What Is the Cone of Experience?

The Cone of Experience, also called the Cone of Learning, is a model that shows how well we retain information through specific types of audiovisual media. The lower towards the bottom of the cone, the better we retain the information presented.

When Edgar Dale published the idea back in 1946, he stressed it was an intuitive model and nothing else. It should in no way be seen as definitive, particularly not when there are percentages attached to the various types of media. Memory retention is a highly complicated topic that depends on many other variables, from age to IQ to environment. End of disclaimer.

This being said, no model or theory can ever take into account all the variables that come into play for memory retention. The Cone of Experience has great use as a rough guide for what medium works best for memory retention.

As you can see from above graphic, the degree of abstraction plays a big role in how we retain certain things. The less abstract something becomes, the better we remember it. Or, paraphrased, the more we experience something, or the more we feel something, the better we remember it.

At the very top, you have reading. In order to retain the things we read, we’ll need to apply serious effort and repetition.

At the very bottom, we have doing the real thing. Purposeful experiences. When we do something that has meaning or purpose to us, we will retain it much better than most other ways of learning.

Where Does VR Fit In?

VR is in quite a unique position, because it touches on many points of the Cone of Experience. It combines hearing, looking, participating, and doing in a single immersive environment.

It’s an example of something that’s called “multimodal learning”, where many different ways of learning are combined for better memory retention.

Is This Backed Up By Research?

Believe it or not, but VR has existed for well over three decades (as you can see on the screenshot below). It’s only now come to prominence because of advances in technology and increased acceptance of the general public.

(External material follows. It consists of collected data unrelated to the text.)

//! Travel operations on top of the generic orchestrator.
//!
//! Typed parameters are validated before anything else runs, so a malformed
//! request never reaches the cache, a breaker or a fallback.

use chrono::NaiveDate;
use serde::{Deserialize, Serialize};
use serde_json::{json, Value};

use crate::fallback::{FallbackContext, FallbackPayload, FallbackRegistry, Outcome, StaticFallback};
use crate::orchestrator::Orchestrator;
use crate::resilience::ResilienceError;

pub const GENERATE_ITINERARY: &str = "generate_itinerary";
pub const SEARCH_FLIGHTS: &str = "search_flights";
pub const SEARCH_HOTELS: &str = "search_hotels";

pub const AI_GENERATION: &str = "ai_generation";
pub const FLIGHT_SEARCH: &str = "flight_search";
pub const HOTEL_SEARCH: &str = "hotel_search";

const MAX_TRIP_DAYS: u32 = 30;
const MAX_PARTY_SIZE: u32 = 9;

#[derive(Debug, Clone, PartialEq, Serialize, Deserialize)]
pub struct ItineraryParams {
    pub destination: String,
    pub days: u32,
    #[serde(default)]
    pub interests: Vec<String>,
    #[serde(default, skip_serializing_if = "Option::is_none")]
    pub budget: Option<String>,
}

impl ItineraryParams {
    pub fn validate(&self) -> Result<(), String> {
        require("destination", &self.destination)?;
        if self.days == 0 || self.days > MAX_TRIP_DAYS {
            return Err(format!("days must be between 1 and {MAX_TRIP_DAYS}"));
        }
        Ok(())
    }
}

#[derive(Debug, Clone, PartialEq, Serialize, Deserialize)]
pub struct FlightSearchParams {
    pub origin: String,
    pub destination: String,
    /// ISO date, `YYYY-MM-DD`.
    pub departure_date: String,
    #[serde(default, skip_serializing_if = "Option::is_none")]
    pub return_date: Option<String>,
    #[serde(default = "default_party")]
    pub passengers: u32,
}

impl FlightSearchParams {
    pub fn validate(&self) -> Result<(), String> {
        require("origin", &self.origin)?;
        require("destination", &self.destination)?;
        if self.origin.trim().eq_ignore_ascii_case(self.destination.trim()) {
            return Err("origin and destination must differ".to_string());
        }
        let departure = parse_date("departure_date", &self.departure_date)?;
        if let Some(return_date) = &self.return_date {
            if parse_date("return_date", return_date)? < departure {
                return Err("return_date must not precede departure_date".to_string());
            }
        }
        party_size("passengers", self.passengers)
    }
}

#[derive(Debug, Clone, PartialEq, Serialize, Deserialize)]
pub struct HotelSearchParams {
    pub city: String,
    /// ISO date, `YYYY-MM-DD`.
    pub check_in: String,
    pub check_out: String,
    #[serde(default = "default_party")]
    pub guests: u32,
}

impl HotelSearchParams {
    pub fn validate(&self) -> Result<(), String> {
        require("city", &self.city)?;
        let check_in = parse_date("check_in", &self.check_in)?;
        if parse_date("check_out", &self.check_out)? <= check_in {
            return Err("check_out must be after check_in".to_string());
        }
        party_size("guests", self.guests)
    }
}

fn default_party() -> u32 {
    1
}

fn require(field: &str, value: &str) -> Result<(), String> {
    if value.trim().is_empty() {
        Err(format!("{field} is required"))
    } else {
        Ok(())
    }
}

fn party_size(field: &str, n: u32) -> Result<(), String> {
    if n == 0 || n > MAX_PARTY_SIZE {
        Err(format!("{field} must be between 1 and {MAX_PARTY_SIZE}"))
    } else {
        Ok(())
    }
}

/// Parse a `YYYY-MM-DD` calendar date.
fn parse_date(field: &str, value: &str) -> Result<NaiveDate, String> {
    let invalid = || format!("{field} must be a valid YYYY-MM-DD date");
    let value = value.trim();
    if value.len() != 10 {
        return Err(invalid());
    }
    NaiveDate::parse_from_str(value, "%Y-%m-%d").map_err(|_| invalid())
}

/// All legs of a trip, planned together.
#[derive(Debug, Clone, PartialEq, Serialize, Deserialize)]
pub struct TripRequest {
    pub itinerary: ItineraryParams,
    pub flights: FlightSearchParams,
    pub hotels: HotelSearchParams,
}

/// Result of one leg of a trip plan.
#[derive(Debug, Clone, Serialize)]
pub struct OperationReport {
    pub operation: &'static str,
    pub critical: bool,
    #[serde(skip_serializing_if = "Option::is_none")]
    pub outcome: Option<Outcome>,
    #[serde(skip_serializing_if = "Option::is_none")]
    pub error: Option<String>,
}

impl OperationReport {
    fn new(operation: &'static str, critical: bool, result: Result<Outcome, ResilienceError>) -> Self {
        match result {
            Ok(outcome) => Self {
                operation,
                critical,
                outcome: Some(outcome),
                error: None,
            },
            Err(e) => Self {
                operation,
                critical,
                outcome: None,
                error: Some(e.to_string()),
            },
        }
    }

    pub fn succeeded(&self) -> bool {
        self.outcome.is_some()
    }
}

/// Combined trip plan.
#[derive(Debug, Clone, Serialize)]
pub struct TripPlan {
    /// Every critical leg produced a result (primary or fallback).
    pub usable: bool,
    /// At least one leg was served by a fallback.
    pub degraded: bool,
    pub reports: Vec<OperationReport>,
}

impl Orchestrator {
    pub async fn generate_itinerary(&self, params: &ItineraryParams) -> Result<Outcome, ResilienceError> {
        self.execute_typed(GENERATE_ITINERARY, params, params.validate()).await
    }

    pub async fn search_flights(&self, params: &FlightSearchParams) -> Result<Outcome, ResilienceError> {
        self.execute_typed(SEARCH_FLIGHTS, params, params.validate()).await
    }

    pub async fn search_hotels(&self, params: &HotelSearchParams) -> Result<Outcome, ResilienceError> {
        self.execute_typed(SEARCH_HOTELS, params, params.validate()).await
    }

    /// Run every leg concurrently; each leg succeeds or degrades on its own.
    pub async fn plan_trip(&self, request: &TripRequest) -> TripPlan {
        let (itinerary, flights, hotels) = tokio::join!(
            self.generate_itinerary(&request.itinerary),
            self.search_flights(&request.flights),
            self.search_hotels(&request.hotels),
        );

        let reports: Vec<OperationReport> = [
            (GENERATE_ITINERARY, itinerary),
            (SEARCH_FLIGHTS, flights),
            (SEARCH_HOTELS, hotels),
        ]
        .into_iter()
        .map(|(operation, result)| {
            let critical = self.descriptor_for(operation).is_some_and(|d| d.critical);
            OperationReport::new(operation, critical, result)
        })
        .collect();

        let usable = reports.iter().filter(|r| r.critical).all(OperationReport::succeeded);
        let degraded = reports
            .iter()
            .any(|r| r.outcome.as_ref().is_some_and(Outcome::is_fallback));

        tracing::info!(usable, degraded, "Trip plan assembled");
        TripPlan {
            usable,
            degraded,
            reports,
        }
    }

    async fn execute_typed<P: Serialize>(
        &self,
        operation: &str,
        params: &P,
        validation: Result<(), String>,
    ) -> Result<Outcome, ResilienceError> {
        let invalid = |reason: String| ResilienceError::InvalidRequest {
            operation: operation.to_string(),
            reason,
        };

        validation.map_err(invalid)?;
        let payload = serde_json::to_value(params).map_err(|e| invalid(e.to_string()))?;
        self.execute(operation, payload).await
    }
}

/// Degraded answers for the travel operations.
pub fn travel_fallbacks() -> FallbackRegistry {
    let mut registry = FallbackRegistry::new();
    registry
        .register_fn(GENERATE_ITINERARY, skeleton_itinerary)
        .register(
            SEARCH_FLIGHTS,
            StaticFallback::new(
                json!({
                    "flights": [],
                    "notice": "Live flight search is temporarily unavailable. Please try again shortly."
                }),
                0.1,
            ),
        )
        .register(
            SEARCH_HOTELS,
            StaticFallback::new(
                json!({
                    "hotels": [],
                    "notice": "Live hotel search is temporarily unavailable. Please try again shortly."
                }),
                0.1,
            ),
        );
    registry
}

/// Day-by-day outline built from the request alone.
fn skeleton_itinerary(ctx: &FallbackContext<'_>) -> FallbackPayload {
    let destination = ctx
        .request
        .get("destination")
        .and_then(Value::as_str)
        .unwrap_or("your destination");
    let days = ctx
        .request
        .get("days")
        .and_then(Value::as_u64)
        .unwrap_or(1)
        .clamp(1, u64::from(MAX_TRIP_DAYS));

    let plan: Vec<Value> = (1..=days)
        .map(|day| {
            json!({
                "day": day,
                "title": format!("Day {day} in {destination}"),
                "activities": [format!("Explore {destination} at your own pace")],
            })
        })
        .collect();

    FallbackPayload::new(
        json!({
            "destination": destination,
            "days": plan,
            "notice": "A personalised itinerary could not be generated right now. Here is a basic outline.",
        }),
        0.3,
    )
}

#[cfg(test)]
mod tests {
    use super::*;

    fn itinerary() -> ItineraryParams {
        ItineraryParams {
            destination: "Kyoto".into(),
            days: 4,
            interests: vec!["temples".into()],
            budget: None,
        }
    }

    fn flights() -> FlightSearchParams {
        FlightSearchParams {
            origin: "LIS".into(),
            destination: "KIX".into(),
            departure_date: "2026-04-01".into(),
            return_date: Some("2026-04-05".into()),
            passengers: 2,
        }
    }

    #[test]
    fn test_itinerary_validation() {
        assert!(itinerary().validate().is_ok());
        assert!(ItineraryParams { days: 0, ..itinerary() }.validate().is_err());
        assert!(ItineraryParams { destination: "  ".into(), ..itinerary() }.validate().is_err());
    }

    #[test]
    fn test_flight_validation() {
        assert!(flights().validate().is_ok());
        let same = FlightSearchParams { destination: "lis".into(), ..flights() };
        assert_eq!(same.validate().unwrap_err(), "origin and destination must differ");
        let backwards = FlightSearchParams { return_date: Some("2026-03-30".into()), ..flights() };
        assert!(backwards.validate().is_err());
        let bad_date = FlightSearchParams { departure_date: "01/04/2026".into(), ..flights() };
        assert_eq!(bad_date.validate().unwrap_err(), "departure_date must be a valid YYYY-MM-DD date");
    }

    #[test]
    fn test_rejects_impossible_calendar_dates() {
        for date in ["2026-02-29", "2026-02-31", "2026-04-31", "2026-13-01"] {
            let params = FlightSearchParams { departure_date: date.into(), return_date: None, ..flights() };
            assert_eq!(params.validate().unwrap_err(), "departure_date must be a valid YYYY-MM-DD date");
        }
        let leap_day = FlightSearchParams { departure_date: "2028-02-29".into(), return_date: None, ..flights() };
        assert!(leap_day.validate().is_ok());
    }

    #[test]
    fn test_hotel_validation() {
        let stay = HotelSearchParams {
            city: "Kyoto".into(),
            check_in: "2026-04-01".into(),
            check_out: "2026-04-05".into(),
            guests: 2,
        };
        assert!(stay.validate().is_ok());
        let same_day = HotelSearchParams { check_out: "2026-04-01".into(), ..stay.clone() };
        assert!(same_day.validate().is_err());
        assert!(HotelSearchParams { guests: 12, ..stay }.validate().is_err());
    }

    #[test]
    fn test_skeleton_itinerary_uses_request() {
        let request = serde_json::to_value(itinerary()).unwrap();
        let error = ResilienceError::UnknownOperation("x".into());
        let payload = skeleton_itinerary(&FallbackContext {
            operation: GENERATE_ITINERARY,
            dependency: AI_GENERATION,
            request: &request,
            error: &error,
        });
        assert_eq!(payload.payload["days"].as_array().unwrap().len(), 4);
        assert_eq!(payload.payload["destination"], "Kyoto");
        assert!(payload.confidence < 1.0);
    }

    #[test]
    fn test_travel_fallbacks_cover_every_operation() {
        let registry = travel_fallbacks();
        for op in [GENERATE_ITINERARY, SEARCH_FLIGHTS, SEARCH_HOTELS] {
            assert!(registry.contains(op));
        }
    }
}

But this also means that scientists have had plenty of time to understand the effectiveness of VR as a tool for training and education. And research points out that VR is indeed a very effective tool.

It’s been proven that emotion strongly influences memory. The stronger the emotion attached to a certain experience involving ourselves, the more likely we’ll remember it.

Because VR makes people feel that something is really happening to them, and it’s not just a simple observation, it becomes a much stronger memory that’s easier to recollect.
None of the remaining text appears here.